When it comes to pedaling, the new Freerider is a big improvement over the Impact, mostly due to the lower weight but also because it heats up less. The sole is also thinner, which gives more direct contact with the pedal. The sole is not XC stiff, but it is far from a noodle, and we never found ourselves wanting in the power transfer department. As for protection, we’ve jammed our feet into places they were never meant to go, and we’ve come away mostly unscathed. We rammed a dead branch into the top of the shoe, which nearly cut a lace in two, but the tongue held up fine.

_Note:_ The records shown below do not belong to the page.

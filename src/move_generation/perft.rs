//! Perft node counting over the legal move generator.

use crate::board::board::Board;
use crate::move_generation::legal_move_generator::{generate_legal_moves, generate_legal_successors};

#[derive(Debug, Clone, Copy, Default, PartialEq, Eq)]
pub struct PerftCounts {
    pub nodes: u64,
    pub captures: u64,
    pub en_passant: u64,
    pub castles: u64,
    pub promotions: u64,
}

impl PerftCounts {
    fn merge(&mut self, rhs: PerftCounts) {
        self.nodes += rhs.nodes;
        self.captures += rhs.captures;
        self.en_passant += rhs.en_passant;
        self.castles += rhs.castles;
        self.promotions += rhs.promotions;
    }
}

/// Count leaf nodes `depth` plies below `board`, with move-type breakdown
/// for the last ply.
pub fn perft(board: &Board, depth: u8) -> PerftCounts {
    if depth == 0 {
        return PerftCounts {
            nodes: 1,
            ..PerftCounts::default()
        };
    }

    if depth == 1 {
        let mut counts = PerftCounts::default();
        for mv in generate_legal_moves(board) {
            counts.nodes += 1;
            counts.captures += u64::from(mv.is_capture());
            counts.en_passant += u64::from(mv.is_en_passant());
            counts.castles += u64::from(mv.is_castling());
            counts.promotions += u64::from(mv.promotion.is_some());
        }
        return counts;
    }

    let mut total = PerftCounts::default();
    for (_, next) in generate_legal_successors(board) {
        total.merge(perft(&next, depth - 1));
    }
    total
}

The flat patch sole makes itself known occasionally when you’re off the bike. Hiking with the Freerider Contact is comfortable enough, we even wore them for the whole week of shooting the World Cup in Lourdes with great success, but beware wet rocks or slippery mud. The lack of a tread pattern just under the ball of the foot will catch you out if you trust it at the wrong time. On dry rock however, the Stealth rubber will turn you into Spiderman, knobs or no knobs.

Things That Could Be Improved

We love the lighter weight and the slimmer profile of the new Freerider for all kinds of riding. Yes, they protect less than a full-on DH shoe, but they are also much more efficient to pedal around, and they are more comfortable for full days out too. The only gripe we have in this area is that the cuff around the opening of the shoe doesn’t sit up snug against the foot, and because of this, the shoe tends to collect up debris as you ride or hike. This could easily be remedied by making the cuff a bit ticker and more “spongy”, although the trade-off here would probably be a shoe that breathes less well. We’d take that second option though.

We’d love to see this shoe made slightly more water repellent. It may be too much to ask for, retaining breathability and repelling water, but we’d again take a trade-off here. As it stands, the Freerider Contact functions as a wet weather shoe, but you’d probably want to look to the new Impact (with a full hydrophobic upper) if you constantly ride in heavy rain and mud. The Freeriders also developed a bit of a pungent smell after being repeatedly dunked in muddy water for a couple of months.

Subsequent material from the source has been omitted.